Métis. Stefan Zweig a dit : " La formation de la nation brésilienne repose uniquement, et cela depuis des siècles, sur le principe du mélange libre et sans obstacles, sur l'égalité absolue des Noirs et des Blancs, des Jaunes et des Bruns... S'est créé un type qui n'a aucune des caractéristiques de " décomposition " que les fanatiques de la " pureté " des races dénoncent... il est difficile de rencontrer des femmes et enfants plus beaux que chez les métis. " La population présente une palette de variations passionnantes autour du métissage entre les Indiens, les Africains et les Blancs. Certains Blancs peuvent difficilement certifier qu'ils n'ont pas une goutte de sang noir ou indien dans les veines. Vers Recife et Natal, entre autres, on observe un métissage égal entre les trois groupes.

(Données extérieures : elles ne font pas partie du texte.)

use anyhow::Result;
use std::path::{Path, PathBuf};
use std::sync::atomic::{AtomicBool, Ordering};
use std::sync::{Arc, Mutex};
use std::time::Duration;

use picam_relay::capture::synthetic::h264_chunk;
use picam_relay::rtsp::{
    PublisherConfig, PublisherState, RtspPublisher, Sink, SinkCommand, SinkLauncher,
};
use picam_relay::{Camera, ProcessLauncher, ShutdownReason, SinkError, StreamConfig, Supervisor, SyntheticFaults};

fn test_config() -> PublisherConfig {
    PublisherConfig {
        stream: StreamConfig {
            width: 320,
            height: 240,
            frame_rate: 50.0,
            quality: 0,
            bitrate: 800_000,
        },
        url: "rtsp://media.local:8554/cam".to_string(),
        muxer: "ffmpeg".to_string(),
        terminate_timeout: Duration::from_secs(5),
    }
}

fn expected_stream(chunks: u64, stream: &StreamConfig) -> Vec<u8> {
    (0..chunks)
        .flat_map(|seq| h264_chunk(seq, stream.width, stream.height))
        .collect()
}

struct MockSink {
    camera: Camera,
    received: Mutex<Vec<u8>>,
    closed: AtomicBool,
    events: Mutex<Vec<String>>,
}

impl MockSink {
    fn new(camera: Camera) -> Self {
        Self {
            camera,
            received: Mutex::new(Vec::new()),
            closed: AtomicBool::new(false),
            events: Mutex::new(Vec::new()),
        }
    }

    fn events(&self) -> Vec<String> {
        self.events.lock().unwrap().clone()
    }
}

impl Sink for MockSink {
    fn write(&self, bytes: &[u8]) -> Result<(), SinkError> {
        if self.closed.load(Ordering::SeqCst) {
            return Err(SinkError::InputClosed);
        }
        self.received.lock().unwrap().extend_from_slice(bytes);
        Ok(())
    }

    fn close_input(&self) -> bool {
        let first = !self.closed.swap(true, Ordering::SeqCst);
        if first {
            self.events.lock().unwrap().push("close_input".to_string());
        }
        first
    }

    fn terminate(&self, _timeout: Duration) -> Result<bool> {
        self.events.lock().unwrap().push(format!(
            "terminate camera_stopped={}",
            self.camera.is_stopped()
        ));
        Ok(false)
    }

    fn try_exit(&self) -> Option<String> {
        None
    }
}

struct MockLauncher {
    sink: Arc<MockSink>,
    commands: Arc<Mutex<Vec<SinkCommand>>>,
}

impl SinkLauncher for MockLauncher {
    fn launch(&self, command: &SinkCommand) -> Result<Arc<dyn Sink>> {
        self.commands.lock().unwrap().push(command.clone());
        Ok(self.sink.clone())
    }
}

fn mock_publisher(name: &str) -> (RtspPublisher, Camera, Arc<MockSink>, Arc<Mutex<Vec<SinkCommand>>>) {
    let camera = Camera::synthetic(name, SyntheticFaults::default());
    let sink = Arc::new(MockSink::new(camera.clone()));
    let commands = Arc::new(Mutex::new(Vec::new()));
    let launcher = MockLauncher {
        sink: sink.clone(),
        commands: commands.clone(),
    };
    let publisher = RtspPublisher::new(test_config(), camera.clone(), Box::new(launcher));
    (publisher, camera, sink, commands)
}

/// Value following `flag` in `args`.
fn flag_value<'a>(args: &'a [String], flag: &str) -> Vec<&'a str> {
    args.windows(2)
        .filter(|pair| pair[0] == flag)
        .map(|pair| pair[1].as_str())
        .collect()
}

fn assert_muxer_args(args: &[String], url: &str) {
    assert_eq!(flag_value(args, "-f"), vec!["h264", "rtsp"]);
    assert_eq!(flag_value(args, "-framerate"), vec!["50"]);
    assert_eq!(flag_value(args, "-i"), vec!["-"]);
    assert_eq!(flag_value(args, "-c:v"), vec!["copy"]);
    assert_eq!(flag_value(args, "-rtsp_transport"), vec!["tcp"]);
    assert_eq!(args.last().map(String::as_str), Some(url));
    // Input options must precede `-i`, output options follow it.
    let input = args.iter().position(|a| a == "-i").unwrap();
    let output_format = args.iter().rposition(|a| a == "-f").unwrap();
    assert!(args.iter().position(|a| a == "-framerate").unwrap() < input);
    assert!(output_format > input);
}

#[cfg(unix)]
fn write_script(dir: &Path, name: &str, body: &str) -> Result<PathBuf> {
    use std::os::unix::fs::PermissionsExt;

    let path = dir.join(name);
    std::fs::write(&path, format!("#!/bin/sh\n{}\n", body))?;
    std::fs::set_permissions(&path, std::fs::Permissions::from_mode(0o755))?;
    Ok(path)
}

#[test]
fn muxer_is_launched_with_h264_to_rtsp_arguments() -> Result<()> {
    let (publisher, _camera, _sink, commands) = mock_publisher("stub://argv");
    publisher.publish()?;

    let commands = commands.lock().unwrap().clone();
    assert_eq!(commands.len(), 1);
    assert_eq!(commands[0].program, "ffmpeg");
    assert_muxer_args(&commands[0].args, "rtsp://media.local:8554/cam");

    publisher.shutdown();
    Ok(())
}

#[test]
fn sink_receives_exactly_the_encoded_stream() -> Result<()> {
    let (publisher, camera, sink, _) = mock_publisher("stub://roundtrip");
    publisher.publish()?;
    assert_eq!(publisher.state(), PublisherState::Publishing);
    std::thread::sleep(Duration::from_millis(300));

    let report = publisher.shutdown();
    let encoder = report.encoder.expect("encoder report");
    assert!(encoder.chunks_written > 0);

    let received = sink.received.lock().unwrap().clone();
    assert_eq!(received.len() as u64, encoder.bytes_written);
    assert_eq!(
        received,
        expected_stream(encoder.chunks_written, &test_config().stream)
    );
    assert_eq!(&received[..5], &[0x00, 0x00, 0x00, 0x01, 0x67]);
    assert!(camera.is_stopped());
    Ok(())
}

#[test]
fn shutdown_runs_once_in_order() -> Result<()> {
    let (publisher, camera, sink, _) = mock_publisher("stub://once");
    publisher.publish()?;
    std::thread::sleep(Duration::from_millis(50));

    let publisher = Arc::new(publisher);
    let threads: Vec<_> = (0..2)
        .map(|_| {
            let publisher = publisher.clone();
            std::thread::spawn(move || publisher.shutdown())
        })
        .collect();
    let reports: Vec<_> = threads
        .into_iter()
        .map(|thread| thread.join().unwrap())
        .collect();

    assert_eq!(reports[0], reports[1]);
    let report = &reports[0];
    assert!(report.input_closed);
    assert!(!report.forced_kill);
    assert!(report.encoder.is_some());
    assert!(report.camera_stopped);
    assert!(camera.is_stopped());
    assert_eq!(publisher.state(), PublisherState::Stopped);

    // Input closed, then terminate while the camera was still running.
    assert_eq!(
        sink.events(),
        vec![
            "close_input".to_string(),
            "terminate camera_stopped=false".to_string()
        ]
    );

    assert_eq!(publisher.shutdown(), *report);
    assert_eq!(sink.events().len(), 2);
    Ok(())
}

#[test]
fn missing_muxer_fails_startup_and_releases_camera() {
    let camera = Camera::synthetic("stub://nomuxer", SyntheticFaults::default());
    let mut config = test_config();
    config.muxer = "/nonexistent/picam-relay/ffmpeg".to_string();
    let publisher = RtspPublisher::new(config, camera.clone(), Box::new(ProcessLauncher));

    assert!(publisher.publish().is_err());
    assert_eq!(publisher.state(), PublisherState::Stopped);
    assert!(camera.is_stopped());
}

#[cfg(unix)]
#[test]
fn shell_muxer_parses_arguments_and_receives_stream() -> Result<()> {
    let dir = tempfile::tempdir()?;
    let args_path = dir.path().join("args.txt");
    let out_path = dir.path().join("stream.h264");
    let script = write_script(
        dir.path(),
        "mock_ffmpeg",
        &format!(
            "printf '%s\\n' \"$@\" > '{}'\ncat > '{}'",
            args_path.display(),
            out_path.display()
        ),
    )?;

    let camera = Camera::synthetic("stub://shell", SyntheticFaults::default());
    let mut config = test_config();
    config.muxer = script.display().to_string();
    let stream = config.stream;
    let publisher = RtspPublisher::new(config, camera, Box::new(ProcessLauncher));
    publisher.publish()?;
    std::thread::sleep(Duration::from_millis(300));
    let report = publisher.shutdown();

    assert!(report.input_closed);
    assert!(!report.forced_kill, "cat exits on EOF");
    assert!(report.sink_exit.is_some());

    let args: Vec<String> = std::fs::read_to_string(&args_path)?
        .lines()
        .map(str::to_string)
        .collect();
    assert_muxer_args(&args, "rtsp://media.local:8554/cam");

    let encoder = report.encoder.expect("encoder report");
    let received = std::fs::read(&out_path)?;
    assert_eq!(received.len() as u64, encoder.bytes_written);
    assert_eq!(received, expected_stream(encoder.chunks_written, &stream));
    Ok(())
}

#[cfg(unix)]
#[test]
fn muxer_ignoring_sigterm_is_killed() -> Result<()> {
    let dir = tempfile::tempdir()?;
    let script = write_script(
        dir.path(),
        "stubborn_ffmpeg",
        "trap '' TERM\ncat > /dev/null\nexec sleep 30",
    )?;

    let camera = Camera::synthetic("stub://stubborn", SyntheticFaults::default());
    let mut config = test_config();
    config.muxer = script.display().to_string();
    config.terminate_timeout = Duration::from_millis(300);
    let publisher = RtspPublisher::new(config, camera.clone(), Box::new(ProcessLauncher));
    publisher.publish()?;
    std::thread::sleep(Duration::from_millis(100));

    let started = std::time::Instant::now();
    let report = publisher.shutdown();
    assert!(report.forced_kill);
    assert!(started.elapsed() < Duration::from_secs(5));
    assert!(camera.is_stopped());
    Ok(())
}

#[cfg(unix)]
#[test]
fn muxer_death_triggers_shutdown() -> Result<()> {
    let dir = tempfile::tempdir()?;
    let script = write_script(dir.path(), "short_ffmpeg", "head -c 2000 > /dev/null")?;

    let camera = Camera::synthetic("stub://dies", SyntheticFaults::default());
    let mut config = test_config();
    config.muxer = script.display().to_string();
    let publisher = RtspPublisher::new(config, camera.clone(), Box::new(ProcessLauncher));
    publisher.publish()?;

    let supervisor = Supervisor::new();
    let sink = publisher.sink().expect("sink running");
    supervisor.watch_sink_every(sink, Duration::from_millis(50))?;
    let reason = supervisor
        .wait_timeout(Duration::from_secs(5))
        .expect("watchdog fired");
    assert!(matches!(reason, ShutdownReason::SinkExited(_)));
    assert_eq!(reason.exit_code(), 1);

    let report = publisher.shutdown();
    assert!(!report.forced_kill);
    assert!(report.sink_exit.is_some());
    assert!(report.encoder.is_some());
    assert!(camera.is_stopped());
    Ok(())
}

Descendants d'esclaves. Les Noirs sont restés dans les aires sucrières et aurifères : à Salvador et dans le Minas Gerais. Leur proportion a décru dans la population brésilienne pour être d'environ 10 % aujourd'hui. Les descendants des Noirs en fuite pendant les siècles derniers, réfugiés dans les quilombos, sont en conflit avec L'État pour la reconnaissance de leurs terres.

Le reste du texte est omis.